* REQUIRED WORK: Below are some records; find each line that carries the word "process" and copy it.

* RECORDS SUPPLIED:

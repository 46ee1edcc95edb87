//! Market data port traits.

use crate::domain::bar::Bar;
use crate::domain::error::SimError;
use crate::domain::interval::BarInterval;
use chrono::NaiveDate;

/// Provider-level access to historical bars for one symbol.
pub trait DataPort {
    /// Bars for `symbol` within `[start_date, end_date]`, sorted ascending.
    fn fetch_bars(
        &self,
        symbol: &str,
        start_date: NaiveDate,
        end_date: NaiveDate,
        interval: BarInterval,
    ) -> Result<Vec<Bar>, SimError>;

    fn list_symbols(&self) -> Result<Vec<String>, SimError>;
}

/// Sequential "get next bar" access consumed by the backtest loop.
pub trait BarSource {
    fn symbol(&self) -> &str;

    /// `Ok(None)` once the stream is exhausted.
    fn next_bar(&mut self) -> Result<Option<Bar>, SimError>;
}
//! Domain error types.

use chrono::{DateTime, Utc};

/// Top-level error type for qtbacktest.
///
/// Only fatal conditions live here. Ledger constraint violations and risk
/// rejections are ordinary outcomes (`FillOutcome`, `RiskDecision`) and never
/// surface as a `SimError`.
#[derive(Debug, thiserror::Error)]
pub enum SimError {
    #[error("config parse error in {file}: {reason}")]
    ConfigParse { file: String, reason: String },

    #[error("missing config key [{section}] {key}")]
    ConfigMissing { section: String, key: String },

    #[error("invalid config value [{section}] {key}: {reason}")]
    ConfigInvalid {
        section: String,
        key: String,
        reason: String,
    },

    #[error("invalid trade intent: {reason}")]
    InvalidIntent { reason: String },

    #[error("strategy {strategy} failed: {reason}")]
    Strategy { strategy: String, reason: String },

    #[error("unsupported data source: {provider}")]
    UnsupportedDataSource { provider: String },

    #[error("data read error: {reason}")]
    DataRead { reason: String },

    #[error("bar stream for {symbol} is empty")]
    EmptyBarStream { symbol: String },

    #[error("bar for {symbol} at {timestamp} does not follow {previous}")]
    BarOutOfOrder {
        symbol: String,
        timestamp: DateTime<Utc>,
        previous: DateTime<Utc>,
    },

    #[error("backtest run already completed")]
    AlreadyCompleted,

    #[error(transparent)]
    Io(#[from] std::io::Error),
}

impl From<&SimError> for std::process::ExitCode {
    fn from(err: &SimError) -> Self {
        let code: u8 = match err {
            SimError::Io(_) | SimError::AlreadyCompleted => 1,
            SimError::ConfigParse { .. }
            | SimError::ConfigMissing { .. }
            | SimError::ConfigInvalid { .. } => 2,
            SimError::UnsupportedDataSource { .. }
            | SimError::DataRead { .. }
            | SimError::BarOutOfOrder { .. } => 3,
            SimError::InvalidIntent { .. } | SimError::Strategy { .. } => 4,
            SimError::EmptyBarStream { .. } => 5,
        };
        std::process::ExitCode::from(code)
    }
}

* RESPONSE BOX:
impl From<&SimError> for std::process::ExitCode {
        std::process::ExitCode::from(code)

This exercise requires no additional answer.